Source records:
##############################

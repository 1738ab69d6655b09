//! Checkout saga orchestration.
//!
//! A checkout runs four forward steps, each on a different participant:
//! 1. Create the order
//! 2. Reserve inventory
//! 3. Process payment
//! 4. Confirm the order
//!
//! Every step is logged to the saga store before and after it runs. If a step
//! fails, the compensations for the steps the saga had reached are attempted
//! (refund, release, cancel) and the original failure is returned.

pub mod checkout;
pub mod clients;
pub mod error;
pub mod orchestrator;
pub mod plan;

pub use checkout::{Checkout, CheckoutItem, CheckoutRequest, CheckoutResponse, ORDER_PLACED};
pub use clients::{InventoryClient, OrderClient, PaymentClient};
pub use error::{Result, SagaError, StepError};
pub use orchestrator::{RecoverySummary, SagaOrchestrator};
pub use plan::{COMPENSATION, CompensationAction, compensation_plan};
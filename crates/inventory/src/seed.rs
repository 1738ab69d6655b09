//! Demo product catalogue.

use common::Money;
use tracing::info;

use crate::repository::InventoryRepository;
use crate::{Product, Result};

/// Name of the catalogue entry stocked with only five units.
pub const LIMITED_STOCK_ITEM: &str = "Limited Stock Item";

/// The demo catalogue, with fresh product ids.
pub fn catalogue() -> Vec<Product> {
    [
        ("Laptop - Dell XPS 15", "High-performance laptop with 15-inch display", 50, 129999),
        ("Wireless Mouse", "Ergonomic wireless mouse with precision tracking", 200, 2999),
        ("Mechanical Keyboard", "RGB mechanical keyboard with Cherry MX switches", 100, 8999),
        ("USB-C Hub", "7-in-1 USB-C hub with HDMI and Ethernet", 150, 4999),
        ("Webcam HD", "1080p webcam with auto-focus and noise cancellation", 75, 7999),
        ("Headphones - Noise Cancelling", "Premium noise-cancelling headphones with 30h battery", 60, 24999),
        ("Monitor 27\"", "4K UHD monitor with IPS panel and HDR", 40, 39999),
        ("External SSD 1TB", "Portable SSD with USB 3.2 Gen 2 interface", 120, 12999),
        ("Desk Lamp LED", "Adjustable LED desk lamp with touch controls", 90, 3999),
        (LIMITED_STOCK_ITEM, "Product with only 5 units available", 5, 1999),
    ]
    .into_iter()
    .map(|(name, description, stock, cents)| {
        Product::new(name, stock, Money::from_cents(cents)).with_description(description)
    })
    .collect()
}

/// Loads the demo catalogue into a repository and returns the stored products.
pub async fn seed(repository: &dyn InventoryRepository) -> Result<Vec<Product>> {
    let products = catalogue();
    for product in &products {
        repository.upsert_product(product.clone()).await?;
        info!(product_id = %product.id, name = %product.name, stock = product.stock_quantity, "Seeded product");
    }
    Ok(products)
}

#[cfg(test)]
mod tests {
    use super::*;

    #[test]
    fn test_catalogue_has_limited_item() {
        let products = catalogue();
        assert_eq!(products.len(), 10);
        let limited = products
            .iter()
            .find(|p| p.name == LIMITED_STOCK_ITEM)
            .unwrap();
        assert_eq!(limited.stock_quantity, 5);
        assert_eq!(limited.price, Money::from_cents(1999));
    }
}
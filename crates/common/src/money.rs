//! Money amounts in integer cents.

use rust_decimal::prelude::ToPrimitive;
use rust_decimal::{Decimal, RoundingStrategy};
use serde::{Deserialize, Deserializer, Serialize, Serializer};

/// Money amount represented in cents to avoid floating point issues.
///
/// On the wire an amount is a decimal string with two fractional digits
/// (`"12.50"`), so no amount loses precision to a float. Both strings and
/// numbers are accepted when decoding; values with more precision are
/// rounded half-up to the nearest cent.
#[derive(Debug, Clone, Copy, PartialEq, Eq, PartialOrd, Ord, Hash, Default)]
pub struct Money {
    cents: i64,
}

impl Money {
    /// Largest amount the ledgers store (`NUMERIC(10,2)`).
    pub const MAX: Money = Money {
        cents: 9_999_999_999,
    };

    /// Creates a new Money amount from cents.
    pub fn from_cents(cents: i64) -> Self {
        Self { cents }
    }

    /// Converts a decimal amount, rounding half-up (away from zero) to cents.
    ///
    /// Returns `None` if the amount does not fit in an `i64` number of cents.
    pub fn from_decimal(amount: Decimal) -> Option<Self> {
        let rounded = amount.round_dp_with_strategy(2, RoundingStrategy::MidpointAwayFromZero);
        let cents = rounded.checked_mul(Decimal::ONE_HUNDRED)?.to_i64()?;
        Some(Self { cents })
    }

    /// Returns the amount as a decimal with two fractional digits.
    pub fn to_decimal(&self) -> Decimal {
        Decimal::new(self.cents, 2)
    }

    /// Returns the amount in cents.
    pub fn cents(&self) -> i64 {
        self.cents
    }

    /// Returns true if the amount is zero.
    pub fn is_zero(&self) -> bool {
        self.cents == 0
    }

    /// Returns true if the amount is negative.
    pub fn is_negative(&self) -> bool {
        self.cents < 0
    }
}

impl std::fmt::Display for Money {
    fn fmt(&self, f: &mut std::fmt::Formatter<'_>) -> std::fmt::Result {
        write!(f, "{:.2}", self.to_decimal())
    }
}

impl Serialize for Money {
    fn serialize<S: Serializer>(&self, serializer: S) -> Result<S::Ok, S::Error> {
        Serialize::serialize(&self.to_decimal(), serializer)
    }
}

impl<'de> Deserialize<'de> for Money {
    fn deserialize<D: Deserializer<'de>>(deserializer: D) -> Result<Self, D::Error> {
        let amount = <Decimal as Deserialize>::deserialize(deserializer)?;
        Money::from_decimal(amount)
            .ok_or_else(|| serde::de::Error::custom(format!("amount out of range: {amount}")))
    }
}
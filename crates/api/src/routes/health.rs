//! Health check endpoint.

use axum::Json;
use serde::Serialize;

#[derive(Serialize)]
pub struct HealthResponse {
    pub status: &'static str,
}

/// GET /health
pub async fn check() -> Json<HealthResponse> {
    Json(HealthResponse { status: "ok" })
}
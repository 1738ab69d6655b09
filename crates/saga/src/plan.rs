//! Compensation planning.
//!
//! Everything here is a pure function of the persisted saga instance and its
//! event log, so any worker can rebuild the same plan after a crash.

use std::fmt;

use common::ErrorKind;
use saga_store::{EventOutcome, SagaEvent, SagaInstance, SagaStep};

/// Step name under which a failure of the compensation process itself is logged.
pub const COMPENSATION: &str = "COMPENSATION";

/// An action that semantically undoes a completed forward step.
#[derive(Debug, Clone, Copy, PartialEq, Eq, Hash)]
pub enum CompensationAction {
    RefundPayment,
    ReleaseInventory,
    CancelOrder,
}

impl CompensationAction {
    pub fn as_str(&self) -> &'static str {
        match self {
            CompensationAction::RefundPayment => "REFUND_PAYMENT",
            CompensationAction::ReleaseInventory => "RELEASE_INVENTORY",
            CompensationAction::CancelOrder => "CANCEL_ORDER",
        }
    }
}

impl fmt::Display for CompensationAction {
    fn fmt(&self, f: &mut fmt::Formatter<'_>) -> fmt::Result {
        f.write_str(self.as_str())
    }
}

/// Actions to run for a saga that had reached `step`, in execution order.
pub fn compensation_plan(step: SagaStep) -> Vec<CompensationAction> {
    use CompensationAction::*;
    match step {
        SagaStep::OrderCreated => vec![CancelOrder],
        SagaStep::InventoryReserved => vec![ReleaseInventory, CancelOrder],
        SagaStep::PaymentProcessed | SagaStep::OrderConfirmed | SagaStep::Completed => {
            vec![RefundPayment, ReleaseInventory, CancelOrder]
        }
        SagaStep::Compensated => Vec::new(),
    }
}

/// The step whose row of the decision table applies to a saga that just failed.
///
/// Normally this is the persisted `current_step`. A later forward step also
/// counts when its side effect may have happened without `current_step`
/// moving: it logged `COMPLETED`, it timed out, or its `FAILED` event is
/// marked `applied` because the log could not be updated after the
/// participant answered.
pub fn step_at_failure(instance: &SagaInstance, events: &[SagaEvent]) -> SagaStep {
    events
        .iter()
        .filter_map(|event| {
            let step = SagaStep::parse(&event.step)?;
            (SagaStep::FORWARD.contains(&step) && side_effect_possible(event)).then_some(step)
        })
        .fold(instance.current_step, |reached, step| {
            if step.is_after(reached) { step } else { reached }
        })
}

fn side_effect_possible(event: &SagaEvent) -> bool {
    match event.outcome {
        EventOutcome::Completed => true,
        EventOutcome::Failed => {
            event.payload["kind"] == ErrorKind::Timeout.as_str() || event.payload["applied"] == true
        }
        EventOutcome::Started => false,
    }
}

/// The step whose row applies when resuming a saga left unfinished by another worker.
///
/// The step after `current_step` may have been in flight, so it is treated as
/// done. Every compensation is idempotent, which makes over-covering safe.
pub fn step_for_recovery(instance: &SagaInstance) -> SagaStep {
    instance.current_step.next()
}

#[cfg(test)]
mod tests {
    use super::*;
    use chrono::Utc;
    use common::{OrderId, SagaId};
    use saga_store::SagaStatus;
    use serde_json::json;
    use CompensationAction::*;

    fn instance(step: SagaStep) -> SagaInstance {
        let mut saga = SagaInstance::start(SagaId::new(), OrderId::new(), Utc::now());
        saga.current_step = step;
        saga
    }

    fn failed(saga: &SagaInstance, step: SagaStep, kind: ErrorKind) -> SagaEvent {
        SagaEvent::new(
            saga.saga_id,
            step.as_str(),
            EventOutcome::Failed,
            json!({"error": "boom", "kind": kind}),
        )
    }

    #[test]
    fn test_decision_table() {
        assert_eq!(compensation_plan(SagaStep::OrderCreated), vec![CancelOrder]);
        assert_eq!(
            compensation_plan(SagaStep::InventoryReserved),
            vec![ReleaseInventory, CancelOrder]
        );
        assert_eq!(
            compensation_plan(SagaStep::PaymentProcessed),
            vec![RefundPayment, ReleaseInventory, CancelOrder]
        );
        assert_eq!(
            compensation_plan(SagaStep::OrderConfirmed),
            vec![RefundPayment, ReleaseInventory, CancelOrder]
        );
        assert!(compensation_plan(SagaStep::Compensated).is_empty());
    }

    #[test]
    fn test_explicit_failure_uses_current_step() {
        let saga = instance(SagaStep::InventoryReserved);
        let events = vec![failed(&saga, SagaStep::PaymentProcessed, ErrorKind::PaymentDeclined)];

        assert_eq!(step_at_failure(&saga, &events), SagaStep::InventoryReserved);
    }

    #[test]
    fn test_timed_out_step_is_covered() {
        let saga = instance(SagaStep::InventoryReserved);
        let events = vec![failed(&saga, SagaStep::PaymentProcessed, ErrorKind::Timeout)];

        assert_eq!(step_at_failure(&saga, &events), SagaStep::PaymentProcessed);
    }

    #[test]
    fn test_completed_but_not_advanced_step_is_covered() {
        let saga = instance(SagaStep::OrderCreated);
        let events = vec![
            SagaEvent::new(
                saga.saga_id,
                SagaStep::InventoryReserved.as_str(),
                EventOutcome::Completed,
                json!({"result": null}),
            ),
            SagaEvent::new(
                saga.saga_id,
                SagaStep::InventoryReserved.as_str(),
                EventOutcome::Failed,
                json!({"error": "store down", "kind": ErrorKind::Internal, "applied": true}),
            ),
        ];

        assert_eq!(step_at_failure(&saga, &events), SagaStep::InventoryReserved);
        assert_eq!(
            compensation_plan(step_at_failure(&saga, &events)),
            vec![ReleaseInventory, CancelOrder]
        );
    }

    #[test]
    fn test_applied_failure_is_covered_without_completed_event() {
        let saga = instance(SagaStep::InventoryReserved);
        let events = vec![SagaEvent::new(
            saga.saga_id,
            SagaStep::PaymentProcessed.as_str(),
            EventOutcome::Failed,
            json!({"error": "store down", "kind": ErrorKind::Internal, "applied": true}),
        )];

        assert_eq!(step_at_failure(&saga, &events), SagaStep::PaymentProcessed);
    }

    #[test]
    fn test_earlier_completed_steps_do_not_narrow_the_plan() {
        let saga = instance(SagaStep::PaymentProcessed);
        let events = vec![
            SagaEvent::new(
                saga.saga_id,
                SagaStep::OrderCreated.as_str(),
                EventOutcome::Completed,
                json!({}),
            ),
            failed(&saga, SagaStep::OrderConfirmed, ErrorKind::NotFound),
        ];

        assert_eq!(step_at_failure(&saga, &events), SagaStep::PaymentProcessed);
    }

    #[test]
    fn test_compensation_failures_are_ignored() {
        let saga = instance(SagaStep::OrderCreated);
        let events = vec![
            failed(&saga, SagaStep::InventoryReserved, ErrorKind::InsufficientStock),
            SagaEvent::new(
                saga.saga_id,
                CancelOrder.as_str(),
                EventOutcome::Failed,
                json!({"error": "late", "kind": ErrorKind::Timeout}),
            ),
        ];

        assert_eq!(step_at_failure(&saga, &events), SagaStep::OrderCreated);
    }

    #[test]
    fn test_recovery_covers_in_flight_step() {
        let mut saga = instance(SagaStep::OrderCreated);
        assert_eq!(step_for_recovery(&saga), SagaStep::InventoryReserved);

        saga.current_step = SagaStep::PaymentProcessed;
        saga.status = SagaStatus::Compensating;
        assert_eq!(step_for_recovery(&saga), SagaStep::OrderConfirmed);
        assert_eq!(
            compensation_plan(step_for_recovery(&saga)),
            vec![RefundPayment, ReleaseInventory, CancelOrder]
        );
    }
}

##############################

Take the lines from the start of the records through the line holding "description, stock, cents)|", both included, and please print them exactly, with nothing else.

repository 1738ab69d6655b09
//! Checkout saga orchestration.
//!
//! A checkout runs four forward steps, each on a different participant:
//! 1. Create the order
//! 2. Reserve inventory
//! 3. Process payment
//! 4. Confirm the order
//!
//! Every step is logged to the saga store before and after it runs. If a step
//! fails, the compensations for the steps the saga had reached are attempted
//! (refund, release, cancel) and the original failure is returned.

pub mod checkout;
pub mod clients;
pub mod error;
pub mod orchestrator;
pub mod plan;

pub use checkout::{Checkout, CheckoutItem, CheckoutRequest, CheckoutResponse, ORDER_PLACED};
pub use clients::{InventoryClient, OrderClient, PaymentClient};
pub use error::{Result, SagaError, StepError};
pub use orchestrator::{RecoverySummary, SagaOrchestrator};
pub use plan::{COMPENSATION, CompensationAction, compensation_plan};
filename crates/inventory/src/seed.rs
repository 1738ab69d6655b09
//! Demo product catalogue.

use common::Money;
use tracing::info;

use crate::repository::InventoryRepository;
use crate::{Product, Result};

/// Name of the catalogue entry stocked with only five units.
pub const LIMITED_STOCK_ITEM: &str = "Limited Stock Item";

/// The demo catalogue, with fresh product ids.
pub fn catalogue() -> Vec<Product> {
    [
        ("Laptop - Dell XPS 15", "High-performance laptop with 15-inch display", 50, 129999),
        ("Wireless Mouse", "Ergonomic wireless mouse with precision tracking", 200, 2999),
        ("Mechanical Keyboard", "RGB mechanical keyboard with Cherry MX switches", 100, 8999),
        ("USB-C Hub", "7-in-1 USB-C hub with HDMI and Ethernet", 150, 4999),
        ("Webcam HD", "1080p webcam with auto-focus and noise cancellation", 75, 7999),
        ("Headphones - Noise Cancelling", "Premium noise-cancelling headphones with 30h battery", 60, 24999),
        ("Monitor 27\"", "4K UHD monitor with IPS panel and HDR", 40, 39999),
        ("External SSD 1TB", "Portable SSD with USB 3.2 Gen 2 interface", 120, 12999),
        ("Desk Lamp LED", "Adjustable LED desk lamp with touch controls", 90, 3999),
        (LIMITED_STOCK_ITEM, "Product with only 5 units available", 5, 1999),
    ]
    .into_iter()
    .map(|(name, description, stock, cents)| {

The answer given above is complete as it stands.